17 July 1978, Omaha (NE) World-Herald, “A Ration of Wisdom” by Roger Simon (Chicago Sun-Times Service), pg. 4, col. 5:
A journalist is a reporter who’s dead.
Google Books
PROCEEDINGS
FIFTY-FIRST ANNUAL CONVENTION
The Newspaper Guild
AFL-CIO, CLC
Issue 56
Jan 1, 1989 (Google Books date and title might both be incorrect—ed.)
Pg. 85:
So I will tell you simply that Manchester rises in opposition to the minority report, and secondly I would point out I think it was Will Rogers who suggested that a journalist is an unemployed reporter. (Laughter.)
5 June 2002, Winnipeg (Manitoba) Free Press, pg. A12, col. 1:
“A journalist is a reporter out of a job.”
—Mark Twain
Bylines (University of Colorado at Boulder Alumni Newsletter)
Fall 2005
Graduation
Wall Street Journal’s Jon Weil: Try to go beyond accuracy
Jonathan Weil (‘91), who reports on the accounting industry for The Wall Street Journal, delivered the School’s graduation speech on May 5 in Macky Auditorium. Following are excerpts.

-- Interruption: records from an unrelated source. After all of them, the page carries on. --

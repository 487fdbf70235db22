//! Quadtree module for per-face LOD subdivision.
//!
//! Each cube face owns one [`FaceTree`], rebuilt from scratch on every
//! regeneration. Nodes live in an arena; their position is additionally
//! encoded in a path hash so neighbors can be found without sibling pointers.
//!
//! # Quadrant Convention
//!
//! ```text
//!   +y (Up)
//!    ▲
//!    │ ┌────┬────┐
//!    │ │ LU │ RU │      code bit 0 = right half
//!    │ │ 0  │ 1  │      code bit 1 = lower half
//!    │ ├────┼────┤
//!    │ │ LD │ RD │      hash(child) = hash(parent) << 2 | code
//!    │ │ 2  │ 3  │      hash(root)  = 1
//!    │ └────┴────┘
//!    └─────────────► +x (Right)
//! ```
//!
//! # Module Structure
//!
//! - [`bounds`]: `BoundingBox` - square region in face parametric space
//! - [`hash`]: `NodeHash`, `Direction` - path hashes and the neighbor
//!   transition table
//! - [`face`]: `CubeFace` - face rotations and the cube-to-sphere mapping
//! - [`tree`]: `FaceTree` - arena, subdivision policy, visibility and leaf
//!   meshing

pub mod bounds;
pub mod face;
pub mod hash;
pub mod tree;

// Re-exports
pub use bounds::BoundingBox;
pub use face::CubeFace;
pub use hash::{Direction, NodeHash};
pub use tree::{FaceTree, NeighborDepth, NodeId, QuadNode};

I was in your same position not quite 14 years ago, in this same auditorium. Most of us in my class of December 1991 had no idea what we’d be doing six months later, much less with our careers. There’s an old joke that a journalist is somebody who’s an unemployed reporter. If your class is anything like mine was, I suspect a lot of you still will fit that definition of a journalist after you graduate today.
MarketWatch
Anything but a cheap education
Chicago and journalism lose a storied franchise
December 07, 2005|Padraic Cassidy, MarketWatch
(...)
City News was a great place to be from, as the longtime Chicago Daily News reporter and City News alum Ed Rooney said. Actually having to work there was another matter.
Rooney had another piece of advice I never forgot: Call yourself a reporter, not a journalist. A journalist, he said, is just a name for an unemployed reporter.
SportsJournalists.com Forum
Define “Journalist”
June 19, 2006, 01:37:44 PM
goalmouth:
A journalist is an unemployed reporter.
VibrantVictoria.ca Discussion Forum
Galvanized
Sep 06, 2007, 10:22 PM
Russ Francis leaves Monday Magazine
Three-Oh
“Now boys, shake hands and play nice.” Russ Francis faces off with former city manager Don Roughley (left), whose name appeared frequently in Francis’ columns over the years
By RUSS FRANCIS
Sep 05 2007
(...)
I’ve never liked the term “journalist.” As someone once said, a journalist is an unemployed reporter, trying to sound more important than they really are.
Wassup!
Wednesday, January 19, 2011
Back to New Delhi a day early….
(...)
They have a mass communications department here - journalism for TV, newspapers and radio. Being a former journalist (wait - a journalist is an unemployed reporter, so I guess I am *still* a journalist!), I was asked about the difference between India and US journalism.